Every line in the following data that has "path" counts toward the total; state that total alone.

Exercise data section start

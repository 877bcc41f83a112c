//! Conversions between image files, image objects and pixel arrays.

use crate::{common::*, error::DatasetError};

/// Decode an image file into a `(height, width, channels)` array.
///
/// The source channel layout is kept unless `normalize_rgb` is set, in which
/// case grayscale and alpha images are converted to three channels.
pub fn decode_image(path: &Path, normalize_rgb: bool) -> Result<Array3<u8>> {
    let image = image::open(path).map_err(|source| DatasetError::DecodeFailure {
        path: path.to_owned(),
        source,
    })?;
    image_to_array(image, normalize_rgb)
        .with_context(|| format!("failed to convert image '{}'", path.display()))
}

/// Convert an image into an 8-bit pixel array.
///
/// Sources with 16-bit or float channels are narrowed to 8 bits.
pub fn image_to_array(image: DynamicImage, normalize_rgb: bool) -> Result<Array3<u8>> {
    let (width, height) = image.dimensions();
    let channels = if normalize_rgb {
        3
    } else {
        image.color().channel_count()
    };

    let raw = match channels {
        1 => image.into_luma8().into_raw(),
        2 => image.into_luma_alpha8().into_raw(),
        3 => image.into_rgb8().into_raw(),
        _ => image.into_rgba8().into_raw(),
    };
    let channels = channels.min(4) as usize;

    let array = Array3::from_shape_vec((height as usize, width as usize, channels), raw)?;
    Ok(array)
}

/// Rebuild an image object from a pixel array.
pub fn array_to_image(array: ArrayView3<'_, u8>) -> Result<DynamicImage> {
    let (height, width, channels) = array.dim();
    let raw = array.as_standard_layout().into_owned().into_raw_vec();
    let (width, height) = (u32::try_from(width)?, u32::try_from(height)?);

    let image = match channels {
        1 => GrayImage::from_raw(width, height, raw).map(DynamicImage::ImageLuma8),
        2 => GrayAlphaImage::from_raw(width, height, raw).map(DynamicImage::ImageLumaA8),
        3 => RgbImage::from_raw(width, height, raw).map(DynamicImage::ImageRgb8),
        4 => RgbaImage::from_raw(width, height, raw).map(DynamicImage::ImageRgba8),
        _ => bail!("unsupported number of channels {}", channels),
    };
    image.ok_or_else(|| {
        format_err!(
            "pixel buffer does not fit a {}x{}x{} image",
            height,
            width,
            channels
        )
    })
}

#[cfg(test)]
mod tests {
    use super::*;
    use image::{Luma, LumaA, Rgba};

    #[test]
    fn keep_channel_layout() {
        let gray = DynamicImage::ImageLuma8(GrayImage::from_pixel(3, 2, Luma([17])));
        let array = image_to_array(gray, false).unwrap();
        assert_eq!(array.dim(), (2, 3, 1));
        assert!(array.iter().all(|&value| value == 17));

        let gray_alpha =
            DynamicImage::ImageLumaA8(GrayAlphaImage::from_pixel(1, 1, LumaA([5, 200])));
        let array = image_to_array(gray_alpha, false).unwrap();
        assert_eq!(array.dim(), (1, 1, 2));
        assert_eq!(array.as_slice().unwrap(), &[5, 200]);
    }

    #[test]
    fn normalize_to_rgb() {
        let rgba = DynamicImage::ImageRgba8(RgbaImage::from_pixel(4, 5, Rgba([1, 2, 3, 128])));
        let array = image_to_array(rgba, true).unwrap();
        assert_eq!(array.dim(), (5, 4, 3));
        assert_eq!(&array.as_slice().unwrap()[0..3], &[1, 2, 3]);

        let gray = DynamicImage::ImageLuma8(GrayImage::from_pixel(2, 2, Luma([9])));
        let array = image_to_array(gray, true).unwrap();
        assert_eq!(array.dim(), (2, 2, 3));
        assert!(array.iter().all(|&value| value == 9));
    }

    #[test]
    fn array_image_conversion() {
        let array = Array3::from_shape_fn((3, 2, 4), |(row, col, channel)| {
            (row * 100 + col * 10 + channel) as u8
        });
        let image = array_to_image(array.view()).unwrap();
        assert_eq!(image.dimensions(), (2, 3));
        assert_eq!(image.color().channel_count(), 4);
        assert_eq!(image_to_array(image, false).unwrap(), array);

        // transposed views are copied into standard layout first
        let transposed = array.view().permuted_axes([1, 0, 2]);
        let image = array_to_image(transposed).unwrap();
        assert_eq!(image.dimensions(), (3, 2));

        assert!(array_to_image(Array3::zeros((1, 1, 5)).view()).is_err());
    }

    #[test]
    fn missing_file_is_decode_failure() {
        let dir = tempfile::tempdir().unwrap();
        let err = decode_image(&dir.path().join("absent.png"), false).unwrap_err();
        assert!(matches!(
            err.downcast_ref::<DatasetError>(),
            Some(DatasetError::DecodeFailure { .. })
        ));
    }
}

Exercise data section end

Solution to the exercise: 5